Problem requirements => Would you copy each line of the data below that has "derive"?

Provided data =>
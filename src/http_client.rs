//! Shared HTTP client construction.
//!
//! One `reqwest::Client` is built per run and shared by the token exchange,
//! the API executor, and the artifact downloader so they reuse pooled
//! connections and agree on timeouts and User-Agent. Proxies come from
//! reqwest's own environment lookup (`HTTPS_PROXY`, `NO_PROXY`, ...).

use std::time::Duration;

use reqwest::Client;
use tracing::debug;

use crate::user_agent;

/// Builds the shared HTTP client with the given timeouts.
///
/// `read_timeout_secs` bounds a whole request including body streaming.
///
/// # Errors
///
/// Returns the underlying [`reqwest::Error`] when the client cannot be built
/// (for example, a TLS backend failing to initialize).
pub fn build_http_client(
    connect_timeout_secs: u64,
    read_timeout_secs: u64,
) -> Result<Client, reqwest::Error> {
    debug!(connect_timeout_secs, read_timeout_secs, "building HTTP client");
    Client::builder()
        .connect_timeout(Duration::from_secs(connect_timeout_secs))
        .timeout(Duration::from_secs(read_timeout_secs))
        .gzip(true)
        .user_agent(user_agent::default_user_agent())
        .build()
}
...
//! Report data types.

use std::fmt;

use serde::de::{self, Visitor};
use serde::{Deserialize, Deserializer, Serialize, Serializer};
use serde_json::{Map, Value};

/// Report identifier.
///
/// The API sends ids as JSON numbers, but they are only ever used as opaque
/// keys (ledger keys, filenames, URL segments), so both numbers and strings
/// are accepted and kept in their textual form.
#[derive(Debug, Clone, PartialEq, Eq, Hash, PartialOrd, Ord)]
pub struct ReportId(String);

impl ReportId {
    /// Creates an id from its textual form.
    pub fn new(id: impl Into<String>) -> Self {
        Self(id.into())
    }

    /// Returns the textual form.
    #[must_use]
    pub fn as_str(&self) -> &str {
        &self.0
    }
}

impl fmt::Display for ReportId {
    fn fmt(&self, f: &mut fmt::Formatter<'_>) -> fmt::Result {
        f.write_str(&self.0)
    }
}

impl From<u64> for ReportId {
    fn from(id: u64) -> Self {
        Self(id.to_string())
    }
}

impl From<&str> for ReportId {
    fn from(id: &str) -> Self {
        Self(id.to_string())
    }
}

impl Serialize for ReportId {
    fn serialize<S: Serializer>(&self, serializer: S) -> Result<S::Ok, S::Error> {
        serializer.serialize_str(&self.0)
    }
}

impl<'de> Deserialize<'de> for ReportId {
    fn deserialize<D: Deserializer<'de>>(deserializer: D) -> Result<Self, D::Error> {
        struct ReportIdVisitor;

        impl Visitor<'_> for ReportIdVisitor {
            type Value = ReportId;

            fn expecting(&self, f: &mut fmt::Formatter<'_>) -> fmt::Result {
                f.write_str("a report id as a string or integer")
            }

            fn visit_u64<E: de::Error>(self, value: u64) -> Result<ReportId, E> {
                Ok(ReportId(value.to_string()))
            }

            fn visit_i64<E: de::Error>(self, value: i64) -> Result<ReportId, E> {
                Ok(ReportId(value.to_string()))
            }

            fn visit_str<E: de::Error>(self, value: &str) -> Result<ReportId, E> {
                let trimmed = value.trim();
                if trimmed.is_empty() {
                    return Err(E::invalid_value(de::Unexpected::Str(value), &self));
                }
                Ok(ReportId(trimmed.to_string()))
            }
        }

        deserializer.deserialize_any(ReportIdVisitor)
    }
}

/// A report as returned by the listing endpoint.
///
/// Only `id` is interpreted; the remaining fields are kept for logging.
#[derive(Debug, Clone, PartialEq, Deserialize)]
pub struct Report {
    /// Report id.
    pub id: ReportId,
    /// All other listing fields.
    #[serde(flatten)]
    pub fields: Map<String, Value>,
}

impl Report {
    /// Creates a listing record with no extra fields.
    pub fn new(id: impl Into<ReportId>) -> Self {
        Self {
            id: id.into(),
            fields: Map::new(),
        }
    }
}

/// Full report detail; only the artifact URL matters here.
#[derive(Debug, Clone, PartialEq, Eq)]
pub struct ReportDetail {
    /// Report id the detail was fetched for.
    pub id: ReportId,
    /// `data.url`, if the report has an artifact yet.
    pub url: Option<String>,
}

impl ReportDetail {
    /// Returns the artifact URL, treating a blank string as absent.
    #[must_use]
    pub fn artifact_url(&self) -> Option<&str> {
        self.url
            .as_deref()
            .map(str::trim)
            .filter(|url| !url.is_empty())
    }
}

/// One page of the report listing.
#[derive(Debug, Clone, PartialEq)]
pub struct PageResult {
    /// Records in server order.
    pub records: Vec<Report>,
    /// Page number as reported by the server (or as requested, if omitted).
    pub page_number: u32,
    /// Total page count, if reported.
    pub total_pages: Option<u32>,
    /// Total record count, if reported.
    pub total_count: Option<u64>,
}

Answer to this task =>
#[derive(Debug, Clone, PartialEq, Eq, Hash, PartialOrd, Ord)]
#[derive(Debug, Clone, PartialEq, Deserialize)]
#[derive(Debug, Clone, PartialEq, Eq)]
#[derive(Debug, Clone, PartialEq)]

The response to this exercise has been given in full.